#### Task brief
Say how many lines in the records hold the word "threads", and give nothing but that number.

Records drawn from a dataset:
Start of Block
//! Wire entities returned by the Slack Web API.
//!
//! Fields mirror the remote payloads; everything timestamp-bearing keeps the
//! remote encoding untouched (`ts` as string seconds, `created` as epoch
//! seconds). Presentation layers derive human-readable renderings on top.

use serde::{Deserialize, Serialize};

/// Topic or purpose block attached to a channel.
#[derive(Debug, Clone, Default, Serialize, Deserialize)]
pub struct ChannelTopic {
    #[serde(default)]
    pub value: String,
    #[serde(default)]
    pub creator: String,
    #[serde(default)]
    pub last_set: i64,
}

/// A conversation container: public, private, direct, or group.
#[derive(Debug, Clone, Serialize, Deserialize)]
pub struct Channel {
    pub id: String,
    #[serde(default)]
    pub name: String,
    #[serde(default)]
    pub is_channel: bool,
    #[serde(default)]
    pub is_group: bool,
    #[serde(default)]
    pub is_im: bool,
    #[serde(default)]
    pub is_mpim: bool,
    #[serde(default)]
    pub is_private: bool,
    #[serde(default)]
    pub created: i64,
    #[serde(default)]
    pub creator: Option<String>,
    #[serde(default)]
    pub is_archived: bool,
    #[serde(default)]
    pub is_general: bool,
    #[serde(default)]
    pub topic: Option<ChannelTopic>,
    #[serde(default)]
    pub purpose: Option<ChannelTopic>,
    #[serde(default)]
    pub num_members: Option<i64>,
}

/// Emoji reaction aggregate on a message.
#[derive(Debug, Clone, Serialize, Deserialize)]
pub struct Reaction {
    pub name: String,
    #[serde(default)]
    pub users: Vec<String>,
    #[serde(default)]
    pub count: i64,
}

/// One posted item in a channel or thread. `ts` is the sole stable identity.
#[derive(Debug, Clone, Serialize, Deserialize)]
pub struct Message {
    #[serde(rename = "type", default)]
    pub message_type: String,
    #[serde(default)]
    pub subtype: Option<String>,
    #[serde(default)]
    pub text: Option<String>,
    pub ts: String,
    #[serde(default)]
    pub user: Option<String>,
    #[serde(default)]
    pub bot_id: Option<String>,
    #[serde(default)]
    pub thread_ts: Option<String>,
    #[serde(default)]
    pub reply_count: Option<i64>,
    #[serde(default)]
    pub reply_users_count: Option<i64>,
    #[serde(default)]
    pub latest_reply: Option<String>,
    #[serde(default)]
    pub reply_users: Option<Vec<String>>,
    #[serde(default)]
    pub reactions: Option<Vec<Reaction>>,
}

/// A thread root plus its reply aggregate.
///
/// Not a first-class remote entity: synthesized from channel history
/// messages with `reply_count > 0`. The root message `ts` doubles as the
/// thread identity.
#[derive(Debug, Clone, Serialize, Deserialize)]
pub struct Thread {
    pub thread_ts: String,
    pub reply_count: i64,
    pub reply_users_count: i64,
    pub latest_reply: String,
    pub reply_users: Vec<String>,
    pub root_message: Option<Message>,
}

/// Profile block carried by a workspace member.
#[derive(Debug, Clone, Default, Serialize, Deserialize)]
pub struct UserProfile {
    #[serde(default)]
    pub display_name: Option<String>,
    #[serde(default)]
    pub status_text: Option<String>,
    #[serde(default)]
    pub status_emoji: Option<String>,
    #[serde(default)]
    pub email: Option<String>,
    #[serde(default)]
    pub title: Option<String>,
    #[serde(default)]
    pub image_72: Option<String>,
    #[serde(default)]
    pub image_192: Option<String>,
}

/// A workspace member. Soft-deleted members are surfaced as-is here and
/// filtered at the presentation layer.
#[derive(Debug, Clone, Serialize, Deserialize)]
pub struct User {
    pub id: String,
    #[serde(default)]
    pub name: String,
    #[serde(default)]
    pub real_name: Option<String>,
    #[serde(default)]
    pub deleted: bool,
    #[serde(default)]
    pub is_admin: bool,
    #[serde(default)]
    pub is_owner: bool,
    #[serde(default)]
    pub is_bot: bool,
    #[serde(default)]
    pub tz: Option<String>,
    #[serde(default)]
    pub profile: UserProfile,
}

/// A saved link attached to a channel.
#[derive(Debug, Clone, Serialize, Deserialize)]
pub struct Bookmark {
    pub id: String,
    #[serde(default)]
    pub channel_id: Option<String>,
    #[serde(default)]
    pub title: String,
    #[serde(default)]
    pub link: String,
    #[serde(default)]
    pub emoji: Option<String>,
    #[serde(default)]
    pub icon_url: Option<String>,
    #[serde(rename = "type", default)]
    pub bookmark_type: String,
    #[serde(default)]
    pub date_created: i64,
    #[serde(default)]
    pub date_updated: i64,
}

/// An uploaded attachment.
#[derive(Debug, Clone, Serialize, Deserialize)]
pub struct FileObject {
    pub id: String,
    #[serde(default)]
    pub name: Option<String>,
    #[serde(default)]
    pub title: Option<String>,
    #[serde(default)]
    pub mimetype: Option<String>,
    #[serde(default)]
    pub filetype: Option<String>,
    #[serde(default)]
    pub size: Option<u64>,
    #[serde(default)]
    pub user: Option<String>,
    #[serde(default)]
    pub created: i64,
    #[serde(default)]
    pub permalink: Option<String>,
}

/// Page-number pagination block returned by `files.list` and search.
#[derive(Debug, Clone, Default, Serialize, Deserialize)]
pub struct Paging {
    #[serde(default)]
    pub count: i64,
    #[serde(default)]
    pub total: i64,
    #[serde(default)]
    pub page: i64,
    #[serde(default)]
    pub pages: i64,
}

/// Identity of the connected workspace.
#[derive(Debug, Clone, Serialize, Deserialize)]
pub struct TeamInfo {
    pub id: String,
    #[serde(default)]
    pub name: String,
    #[serde(default)]
    pub domain: Option<String>,
    #[serde(default)]
    pub email_domain: Option<String>,
    #[serde(default)]
    pub enterprise_id: Option<String>,
    #[serde(default)]
    pub enterprise_name: Option<String>,
}

/// Authenticated actor identity resolved via `auth.test`.
#[derive(Debug, Clone, Serialize, Deserialize)]
pub struct AuthInfo {
    pub user_id: String,
    pub team_id: String,
    #[serde(default)]
    pub bot_id: Option<String>,
}

/// Channel reference attached to a search match.
#[derive(Debug, Clone, Default, Serialize, Deserialize)]
pub struct SearchChannelRef {
    #[serde(default)]
    pub id: String,
    #[serde(default)]
    pub name: String,
}

/// Message portion of a search match, with a derived ISO timestamp.
#[derive(Debug, Clone, Serialize, Deserialize)]
pub struct SearchedMessage {
    pub ts: String,
    #[serde(default)]
    pub text: Option<String>,
    #[serde(default)]
    pub user: Option<String>,
    #[serde(default)]
    pub timestamp: Option<String>,
}

/// One search hit: the channel it landed in plus the matched message.
#[derive(Debug, Clone, Serialize, Deserialize)]
pub struct SearchMatch {
    pub channel: SearchChannelRef,
    pub message: SearchedMessage,
}

/// One page of channels with the cursor for the next page, if any.
#[derive(Debug, Clone)]
pub struct ChannelPage {
    pub channels: Vec<Channel>,
    pub next_cursor: Option<String>,
}

/// One page of channel history or thread replies.
#[derive(Debug, Clone)]
pub struct MessagePage {
    pub messages: Vec<Message>,
    pub has_more: bool,
    pub next_cursor: Option<String>,
}

/// One page of synthesized threads.
#[derive(Debug, Clone)]
pub struct ThreadPage {
    pub threads: Vec<Thread>,
    pub has_more: bool,
    pub next_cursor: Option<String>,
}

/// One page of workspace members.
#[derive(Debug, Clone)]
pub struct UserPage {
    pub users: Vec<User>,
    pub next_cursor: Option<String>,
}

/// One page of uploaded files with page-number pagination.
#[derive(Debug, Clone)]
pub struct FilePage {
    pub files: Vec<FileObject>,
    pub paging: Paging,
}

/// One page of search results.
#[derive(Debug, Clone)]
pub struct SearchPage {
    pub messages: Vec<SearchMatch>,
    pub total: i64,
    pub page: i64,
    pub pages: i64,
}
End of Block
#### The completed task
2